L'autre élément d'intérêt est constitué par la variante exorcistique introduite dans l'histoire qui tend à transformer la Lucia post-contagion en une possédée digne du film de Friedkin. Ainsi, il y a l'occasion d'introduire un prêtre (coward et faible aux appétits de la chair) et un exorcisme, qui représentent l'un des moments les plus terrifiques et réussis de l'ensemble du film. Zuccon, de plus, ne manque pas d'introduire une forte composante blasphématoire qui rappelle beaucoup le précédent "NyMpha", peut-être cette fois un peu plus gratuite mais cependant de fort impact.
Excellents les effets splatter, moins invasifs en comparaison avec certains travaux précédents du réalisateur, et surtout les effets de maquillage de Mauro Fabriczky et Fiona Walsh, réalistes et impressionnants, en particulier pour la représentation esthétique de la Lucia possédée. Un discours différent concerne les effets fréquents en infographie, sûrement acceptables bien qu'encore trop éloignés de la perfection à laquelle peuvent aspirer beaucoup de ceux utilisés pour des productions riches; la chose qui un peu déconcerte est le recours trop fréquent à ces effets même là où on aurait pu s'en passer, atténuant ainsi la dramaticité de certaines scènes.
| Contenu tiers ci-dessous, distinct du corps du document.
//! Command handlers

pub mod columns;
pub mod push;
pub mod status;

use std::time::Instant;

use anyhow::{Context, Result};

use crate::api::transport::{RawRow, RowTransport};
use crate::api::SheetClient;
use crate::cli::edits::{Edit, EditAction};
use crate::config::Profile;
use crate::sync::baseline::BaselineSnapshot;
use crate::sync::record::OrderRecord;
use crate::sync::session::EditSession;

/// Build the HTTP transport from the profile
pub fn build_client(profile: &Profile) -> Result<SheetClient> {
    let api_key = profile.api_key()?;
    SheetClient::new(
        &profile.base_url,
        &profile.spreadsheet_id,
        api_key,
        profile.column_map()?,
    )
}

fn parse_qty(row: u32, field: &str, raw: Option<&str>) -> Option<i64> {
    let raw = raw?;
    match raw.trim().parse::<i64>() {
        Ok(n) => Some(n),
        Err(_) => {
            log::warn!("row {}: unreadable {} '{}', treated as blank", row, field, raw);
            None
        }
    }
}

fn into_record(raw: RawRow) -> OrderRecord {
    OrderRecord {
        import_qty: parse_qty(raw.row, "import qty", raw.import_qty.as_deref()),
        cancel_qty: parse_qty(raw.row, "cancel qty", raw.cancel_qty.as_deref()),
        row: raw.row,
        order_no: raw.order_no,
        barcode: raw.barcode,
        product_name: raw.product_name,
        image_url: raw.image_url,
        delivery_status: raw.delivery_status,
        note: raw.note,
    }
}

/// Fetch the tab and build a fresh editing session on it
pub async fn load_session(transport: &dyn RowTransport, profile: &Profile) -> Result<EditSession> {
    profile.require_target()?;
    let rows = transport
        .fetch_rows(&profile.tab)
        .await
        .with_context(|| format!("failed to load tab '{}'", profile.tab))?;
    let records = rows.into_iter().map(into_record).collect();
    let baseline = BaselineSnapshot::from_records(profile.tab.clone(), records)?;
    Ok(EditSession::new(baseline, profile.column_map()?))
}

/// Run the edits through the coalescing stage into the session, then apply
/// any delta overrides on top of the rebuilt ready set
pub fn apply_edits(session: &mut EditSession, edits: &[Edit]) -> Result<()> {
    let now = Instant::now();
    for edit in edits {
        if let EditAction::Set { field, value } = &edit.action {
            session.queue_edit(edit.key.clone(), *field, value, now);
        }
    }
    session
        .flush_edits()
        .context("failed to apply edits to the loaded sheet")?;

    for edit in edits {
        if let EditAction::DeltaOverride(delta) = edit.action {
            if !session.set_delta_override(&edit.key, delta) {
                log::warn!(
                    "{}: delta override ignored, record has no pending changes",
                    edit.key
                );
            }
        }
    }
    Ok(())
}
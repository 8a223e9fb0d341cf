//! Editing session: owned state plus the commit orchestration
//!
//! One session owns one baseline snapshot, its diff tracker, the ready set,
//! and the coalescing stage. Commit runs the write, the verification read,
//! and the reconcile strictly in that order; the verification targets only
//! the cells the write reported as accepted. One commit at a time, and no
//! reload while one is in flight.

use std::time::{Duration, Instant};

use anyhow::{Result, bail};
use chrono::Utc;

use crate::api::transport::RowTransport;

use super::baseline::BaselineSnapshot;
use super::columns::ColumnMap;
use super::debounce::EditCoalescer;
use super::dispatch::dispatch;
use super::ready::{ReadyItem, ReadySet};
use super::reconcile::{CommitReport, reconcile};
use super::record::NaturalKey;
use super::tracker::{DiffTracker, EditOutcome};
use super::value::EditableField;
use super::verify::verify;

pub struct EditSession {
    baseline: BaselineSnapshot,
    tracker: DiffTracker,
    ready: ReadySet,
    coalescer: EditCoalescer,
    columns: ColumnMap,
    commit_in_flight: bool,
}

impl EditSession {
    pub fn new(baseline: BaselineSnapshot, columns: ColumnMap) -> Self {
        Self {
            baseline,
            tracker: DiffTracker::new(),
            ready: ReadySet::new(),
            coalescer: EditCoalescer::default(),
            columns,
            commit_in_flight: false,
        }
    }

    pub fn baseline(&self) -> &BaselineSnapshot {
        &self.baseline
    }

    /// Commit one edit directly to the tracker (bypassing the coalescer)
    pub fn record_edit(
        &mut self,
        key: &NaturalKey,
        field: EditableField,
        raw: &str,
    ) -> Result<EditOutcome> {
        let outcome = self.tracker.record_edit(&self.baseline, key, field, raw)?;
        self.ready.rebuild(&self.baseline, &self.tracker);
        Ok(outcome)
    }

    /// Buffer a keystroke in the coalescing stage
    pub fn queue_edit(&mut self, key: NaturalKey, field: EditableField, raw: &str, now: Instant) {
        self.coalescer.push(key, field, raw, now);
    }

    /// Apply buffered edits whose quiet period has elapsed
    pub fn poll_edits(&mut self, now: Instant) -> Result<()> {
        for edit in self.coalescer.due(now) {
            self.tracker
                .record_edit(&self.baseline, &edit.key, edit.field, &edit.raw)?;
        }
        self.ready.rebuild(&self.baseline, &self.tracker);
        Ok(())
    }

    /// Drain every buffered edit into the tracker, regardless of deadline
    pub fn flush_edits(&mut self) -> Result<()> {
        for edit in self.coalescer.flush_all() {
            self.tracker
                .record_edit(&self.baseline, &edit.key, edit.field, &edit.raw)?;
        }
        self.ready.rebuild(&self.baseline, &self.tracker);
        Ok(())
    }

    pub fn ready_items(&self) -> &[ReadyItem] {
        self.ready.items()
    }

    pub fn set_delta_override(&mut self, key: &NaturalKey, delta: i64) -> bool {
        self.ready.set_delta_override(key, delta)
    }

    pub fn dirty_count(&self) -> usize {
        self.tracker.len()
    }

    pub fn has_changes(&self) -> bool {
        !self.tracker.is_empty() || !self.coalescer.is_empty()
    }

    pub fn is_commit_in_flight(&self) -> bool {
        self.commit_in_flight
    }

    /// Push the dirty set to the remote store and reconcile the outcome.
    ///
    /// Sequential two-step: the batch write must fully resolve before the
    /// verification read starts. Per-cell failures never abort the commit;
    /// the one precondition that does is a missing target tab, which aborts
    /// before any network call.
    pub async fn commit(
        &mut self,
        transport: &dyn RowTransport,
        timeout: Duration,
    ) -> Result<CommitReport> {
        if self.commit_in_flight {
            bail!("a commit is already in flight for this session");
        }
        if self.baseline.tab().trim().is_empty() {
            bail!("no target tab selected");
        }
        self.flush_edits()?;

        self.commit_in_flight = true;
        let result = self.commit_inner(transport, timeout).await;
        self.commit_in_flight = false;

        self.ready.rebuild(&self.baseline, &self.tracker);
        result
    }

    async fn commit_inner(
        &mut self,
        transport: &dyn RowTransport,
        timeout: Duration,
    ) -> Result<CommitReport> {
        let started_at = Utc::now();
        let cells = self.tracker.dirty_cells();
        log::info!("commit started: {} dirty cell(s)", cells.len());

        let outcome = dispatch(transport, &self.baseline, &self.columns, cells, timeout).await;

        // verification covers exactly the accepted cells; a read failure
        // keeps all of them dirty (no partial credit)
        let verified = match verify(transport, outcome.accepted.clone(), timeout).await {
            Ok(verified) => verified,
            Err(err) => {
                log::error!("verification pass failed: {:#}", err);
                let mut rejected = outcome.rejected;
                rejected.extend(outcome.accepted.into_iter().map(|a| {
                    super::dispatch::RejectedCell {
                        cell: a.cell,
                        kind: super::dispatch::WriteErrorKind::TransportError,
                        reason: format!("verification failed: {:#}", err),
                    }
                }));
                return Ok(reconcile(
                    &mut self.tracker,
                    started_at,
                    rejected,
                    super::verify::VerifyOutcome::default(),
                ));
            }
        };

        Ok(reconcile(
            &mut self.tracker,
            started_at,
            outcome.rejected,
            verified,
        ))
    }

    /// Replace the baseline wholesale. All pending state is invalidated:
    /// dirty cells, ready items, delta overrides, buffered keystrokes.
    pub fn reload(&mut self, baseline: BaselineSnapshot) -> Result<()> {
        if self.commit_in_flight {
            bail!("cannot reload while a commit is in flight");
        }
        self.baseline = baseline;
        self.tracker.clear_all();
        self.coalescer.flush_all();
        self.ready.reset();
        log::info!("session reloaded: {} rows", self.baseline.len());
        Ok(())
    }

    #[cfg(test)]
    pub(crate) fn set_commit_in_flight(&mut self, in_flight: bool) {
        self.commit_in_flight = in_flight;
    }
}

#[cfg(test)]
mod tests {
    use super::*;
    use crate::sync::record::OrderRecord;
    use crate::sync::testing::ScriptedTransport;
    use crate::sync::value::CellValue;

    fn baseline() -> BaselineSnapshot {
        BaselineSnapshot::from_records(
            "Orders",
            vec![OrderRecord {
                order_no: "SO-1".to_string(),
                barcode: "A".to_string(),
                row: 2,
                product_name: None,
                image_url: None,
                delivery_status: None,
                import_qty: Some(2),
                cancel_qty: None,
                note: None,
            }],
        )
        .unwrap()
    }

    fn key() -> NaturalKey {
        NaturalKey::from_parts("SO-1", "A").unwrap()
    }

    const TIMEOUT: Duration = Duration::from_secs(5);

    #[tokio::test]
    async fn test_round_trip_leaves_session_clean() {
        let mut session = EditSession::new(baseline(), ColumnMap::default());
        session.record_edit(&key(), EditableField::ImportQty, "5").unwrap();
        assert_eq!(session.ready_items().len(), 1);
        assert_eq!(session.ready_items()[0].delta_qty, 3);

        let transport = ScriptedTransport::ack_all();
        let report = session.commit(&transport, TIMEOUT).await.unwrap();

        assert!(report.is_clean());
        assert_eq!(session.dirty_count(), 0);
        assert!(session.ready_items().is_empty());
    }

    #[tokio::test]
    async fn test_commit_rejected_while_in_flight() {
        let mut session = EditSession::new(baseline(), ColumnMap::default());
        session.record_edit(&key(), EditableField::ImportQty, "5").unwrap();
        session.set_commit_in_flight(true);

        let transport = ScriptedTransport::ack_all();
        assert!(session.commit(&transport, TIMEOUT).await.is_err());
        // nothing was sent
        assert!(transport.update_requests().is_empty());
    }

    #[tokio::test]
    async fn test_reload_rejected_while_in_flight() {
        let mut session = EditSession::new(baseline(), ColumnMap::default());
        session.set_commit_in_flight(true);
        assert!(session.reload(baseline()).is_err());

        session.set_commit_in_flight(false);
        assert!(session.reload(baseline()).is_ok());
    }

    #[tokio::test]
    async fn test_reload_clears_all_pending_state() {
        let mut session = EditSession::new(baseline(), ColumnMap::default());
        session.record_edit(&key(), EditableField::ImportQty, "5").unwrap();
        session.set_delta_override(&key(), 9);
        session.queue_edit(key(), EditableField::Note, "buffered", Instant::now());

        session.reload(baseline()).unwrap();
        assert_eq!(session.dirty_count(), 0);
        assert!(!session.has_changes());

        // the override did not survive the reload
        session.record_edit(&key(), EditableField::ImportQty, "5").unwrap();
        assert_eq!(session.ready_items()[0].delta_override, None);
    }

    #[tokio::test]
    async fn test_write_failure_keeps_cells_dirty_with_precommit_values() {
        let mut session = EditSession::new(baseline(), ColumnMap::default());
        session.record_edit(&key(), EditableField::ImportQty, "5").unwrap();

        let transport = ScriptedTransport::write_error("socket closed");
        let report = session.commit(&transport, TIMEOUT).await.unwrap();

        assert_eq!(report.failed_count, 1);
        assert_eq!(session.dirty_count(), 1);
        assert_eq!(session.ready_items().len(), 1);
        assert_eq!(
            session.ready_items()[0].changes[&EditableField::ImportQty],
            CellValue::Int(5)
        );
    }

    #[tokio::test]
    async fn test_verify_failure_gives_no_partial_credit() {
        let mut session = EditSession::new(baseline(), ColumnMap::default());
        session.record_edit(&key(), EditableField::ImportQty, "5").unwrap();

        let transport = ScriptedTransport::read_error("quota exceeded");
        let report = session.commit(&transport, TIMEOUT).await.unwrap();

        assert_eq!(report.confirmed_count, 0);
        assert_eq!(report.failed_count, 1);
        assert_eq!(session.dirty_count(), 1);
        assert!(!session.is_commit_in_flight());
    }

    #[tokio::test]
    async fn test_poll_applies_only_due_edits() {
        let mut session = EditSession::new(baseline(), ColumnMap::default());
        let t0 = Instant::now();
        session.queue_edit(key(), EditableField::ImportQty, "5", t0);

        // quiet period has not elapsed
        session.poll_edits(t0).unwrap();
        assert_eq!(session.dirty_count(), 0);

        session.poll_edits(t0 + Duration::from_secs(2)).unwrap();
        assert_eq!(session.dirty_count(), 1);
        assert_eq!(session.ready_items().len(), 1);
    }

    #[tokio::test]
    async fn test_commit_flushes_buffered_edits_first() {
        let mut session = EditSession::new(baseline(), ColumnMap::default());
        session.queue_edit(key(), EditableField::ImportQty, "5", Instant::now());
        assert_eq!(session.dirty_count(), 0);

        let transport = ScriptedTransport::ack_all();
        let report = session.commit(&transport, TIMEOUT).await.unwrap();
        assert_eq!(report.confirmed_count, 1);
    }

    #[tokio::test]
    async fn test_write_and_verify_are_sequential() {
        let mut session = EditSession::new(baseline(), ColumnMap::default());
        session.record_edit(&key(), EditableField::ImportQty, "5").unwrap();

        let transport = ScriptedTransport::ack_all();
        session.commit(&transport, TIMEOUT).await.unwrap();

        // one write round trip, one read round trip, covering the same cell
        let writes = transport.update_requests();
        let reads = transport.read_requests();
        assert_eq!(writes.len(), 1);
        assert_eq!(reads.len(), 1);
        assert_eq!(reads[0].checks.len(), writes[0].updates.len());
        assert_eq!(reads[0].checks[0].address, writes[0].updates[0].address);
    }

    #[tokio::test]
    async fn test_empty_commit_is_a_clean_noop() {
        let mut session = EditSession::new(baseline(), ColumnMap::default());
        let transport = ScriptedTransport::ack_all();
        let report = session.commit(&transport, TIMEOUT).await.unwrap();
        assert!(report.is_clean());
        assert_eq!(report.confirmed_count, 0);
        assert!(transport.update_requests().is_empty());
    }
}
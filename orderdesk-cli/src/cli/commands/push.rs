//! Push command: commit the pending change set and report every cell's fate

use std::time::Duration;

use anyhow::{Context, Result, bail};
use colored::Colorize;

use crate::cli::PushArgs;
use crate::cli::edits::read_edits;
use crate::config::Profile;
use crate::sync::reconcile::CommitReport;

pub async fn run(args: PushArgs, profile: &Profile) -> Result<()> {
    let client = super::build_client(profile)?;
    let mut session = super::load_session(&client, profile).await?;

    let edits = read_edits(&args.edits)?;
    super::apply_edits(&mut session, &edits)?;

    if !session.has_changes() {
        println!("{}", "nothing to push: all edits match the sheet".green());
        return Ok(());
    }

    let timeout = Duration::from_secs(args.timeout_secs);
    let report = session.commit(&client, timeout).await?;

    if args.json {
        println!(
            "{}",
            serde_json::to_string_pretty(&report).context("failed to encode report")?
        );
    } else {
        print_report(&report);
    }

    if !report.is_clean() {
        bail!(
            "{} cell(s) not confirmed; re-run push to retry them",
            report.unconfirmed_count()
        );
    }
    Ok(())
}

fn print_report(report: &CommitReport) {
    println!(
        "{} confirmed, {} failed, {} mismatched",
        report.confirmed_count.to_string().green(),
        report.failed_count.to_string().red(),
        report.mismatch_count.to_string().yellow()
    );

    for failed in &report.failed {
        println!(
            "  {} {} {}: {}",
            "failed".red(),
            failed.key,
            failed.field,
            failed.reason
        );
    }
    for mismatch in &report.mismatches {
        println!(
            "  {} {} {}: wrote '{}', sheet holds '{}'",
            "mismatch".yellow(),
            mismatch.key,
            mismatch.field,
            mismatch.expected,
            mismatch.actual
        );
    }
}
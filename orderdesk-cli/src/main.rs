mod api;
mod cli;
mod config;
mod export;
mod sync;

use anyhow::Result;
use clap::Parser;
use is_terminal::IsTerminal;

use cli::{Cli, Commands};
use config::Profile;

#[tokio::main]
async fn main() -> Result<()> {
    dotenvy::dotenv().ok();
    env_logger::Builder::from_env(env_logger::Env::default().default_filter_or("warn")).init();

    if !std::io::stdout().is_terminal() {
        colored::control::set_override(false);
    }

    let cli = Cli::parse();
    let profile = Profile::load(cli.config.as_deref())?;

    match cli.command {
        Commands::Status(args) => cli::commands::status::run(args, &profile).await,
        Commands::Push(args) => cli::commands::push::run(args, &profile).await,
        Commands::Columns => cli::commands::columns::run(&profile),
    }
}
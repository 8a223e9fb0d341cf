//! Batch write dispatcher
//!
//! Turns the tracker's dirty cells into a single batched write and classifies
//! every cell's outcome. Cells without a column mapping are rejected locally
//! and never reach the transport; a transport-level failure (network, auth,
//! timeout) fails every submitted cell, because a hard failure carries no
//! partial knowledge.

use std::time::Duration;

use serde::Serialize;

use crate::api::transport::{BatchUpdateRequest, CellUpdate, RowTransport};

use super::baseline::BaselineSnapshot;
use super::columns::{ColumnMap, RemoteAddress};
use super::tracker::DirtyCell;

/// Why a cell did not make it through the write phase
#[derive(Debug, Clone, Copy, PartialEq, Eq, Serialize)]
#[serde(rename_all = "snake_case")]
pub enum WriteErrorKind {
    /// No column mapping entry; never sent. A local/config fix.
    UnsupportedField,
    /// Network/auth/remote failure during the write; retryable by
    /// re-issuing a commit.
    TransportError,
}

/// A cell the remote store accepted for write
#[derive(Debug, Clone, Serialize)]
pub struct AcceptedCell {
    pub cell: DirtyCell,
    pub address: RemoteAddress,
}

/// A cell that was not accepted, with the classification the report needs to
/// distinguish "not sent" from "sent but errored"
#[derive(Debug, Clone, Serialize)]
pub struct RejectedCell {
    pub cell: DirtyCell,
    pub kind: WriteErrorKind,
    pub reason: String,
}

/// Outcome of the write phase, covering every input cell exactly once
#[derive(Debug, Clone, Default, Serialize)]
pub struct DispatchOutcome {
    pub accepted: Vec<AcceptedCell>,
    pub rejected: Vec<RejectedCell>,
}

/// Resolve, batch, submit, classify.
pub async fn dispatch(
    transport: &dyn RowTransport,
    baseline: &BaselineSnapshot,
    columns: &ColumnMap,
    cells: Vec<DirtyCell>,
    timeout: Duration,
) -> DispatchOutcome {
    let mut outcome = DispatchOutcome::default();
    let mut updates: Vec<CellUpdate> = Vec::with_capacity(cells.len());
    let mut submitted: Vec<(DirtyCell, RemoteAddress)> = Vec::with_capacity(cells.len());

    for cell in cells {
        let Some(row) = baseline.row(&cell.key) else {
            // tracker contents always come from the baseline, so this is a
            // programming error rather than a user-facing condition
            outcome.rejected.push(RejectedCell {
                reason: format!("no baseline row for '{}'", cell.key),
                cell,
                kind: WriteErrorKind::UnsupportedField,
            });
            continue;
        };
        match columns.resolve(baseline.tab(), cell.field, row) {
            Some(address) => {
                updates.push(CellUpdate {
                    natural_key: cell.key.clone(),
                    field: cell.field,
                    value: cell.pending.clone(),
                    address: address.clone(),
                });
                submitted.push((cell, address));
            }
            None => {
                log::warn!("{} {}: no column mapping, not sent", cell.key, cell.field);
                outcome.rejected.push(RejectedCell {
                    reason: format!("field '{}' has no column mapping", cell.field),
                    cell,
                    kind: WriteErrorKind::UnsupportedField,
                });
            }
        }
    }

    if submitted.is_empty() {
        return outcome;
    }

    log::info!("dispatching batch write: {} cell(s)", submitted.len());
    let request = BatchUpdateRequest { updates };
    let response = tokio::time::timeout(timeout, transport.batch_update(request)).await;

    let response = match response {
        Ok(Ok(response)) => response,
        Ok(Err(err)) => {
            log::error!("batch write failed: {:#}", err);
            fail_all(&mut outcome, submitted, format!("{:#}", err));
            return outcome;
        }
        Err(_) => {
            log::error!("batch write timed out after {:?}", timeout);
            fail_all(
                &mut outcome,
                submitted,
                format!("write timed out after {:?}", timeout),
            );
            return outcome;
        }
    };

    // classify each submitted cell from the per-cell response
    for (cell, address) in submitted {
        let acked = response
            .succeeded
            .iter()
            .any(|ack| ack.natural_key == cell.key && ack.field == cell.field);
        if acked {
            outcome.accepted.push(AcceptedCell { cell, address });
            continue;
        }
        let reason = response
            .failed
            .iter()
            .find(|f| f.natural_key == cell.key && f.field == cell.field)
            .map(|f| f.reason.clone())
            .unwrap_or_else(|| "not acknowledged by remote".to_string());
        log::warn!("{} {}: write rejected: {}", cell.key, cell.field, reason);
        outcome.rejected.push(RejectedCell {
            cell,
            kind: WriteErrorKind::TransportError,
            reason,
        });
    }

    outcome
}

fn fail_all(
    outcome: &mut DispatchOutcome,
    submitted: Vec<(DirtyCell, RemoteAddress)>,
    reason: String,
) {
    for (cell, _) in submitted {
        outcome.rejected.push(RejectedCell {
            cell,
            kind: WriteErrorKind::TransportError,
            reason: reason.clone(),
        });
    }
}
Bon le département des acteurs qui peut compter sur quelques professionnels peu connus du public mais de renommée internationale. Parmi tous, se distingue par l'intensité et la crédibilité Debbie Rochon (Lucia, dans le film), une actrice canadienne à l'incroyable filmographie qui compte plus de 150 pellicules en moins de vingt ans (une moyenne de 10-15 films par an!), presque tous des films d'horreur de série Z et fanta-érotique (elle apparaît aussi dans "Toxic Avenger IV" et d'autres films récents de la Troma). Très convaincante aussi Marysa Kay dans le rôle de la muette Alice, qui utilise les yeux de sa poupée de chiffon pour observer l'horreur et l'inconnu, tandis qu'un peu moins louable bien que non méprisable l'interprétation de Michael Segal (Pietro), désormais une présence fixe dans les films de Zuccon.
"Colour from the Dark" représente la confirmation qu'Ivan Zuccon a du talent, déjà largement démontré avec le précédent très réussi "NyMpha", et on se demande pour quelle raison ses films ne parviennent pas à trouver une distribution dans son/notre pays (à l'exception de "Bad Brains" qui représente d'ailleurs l'une des choses les moins intéressantes de sa carrière). À chercher et à voir.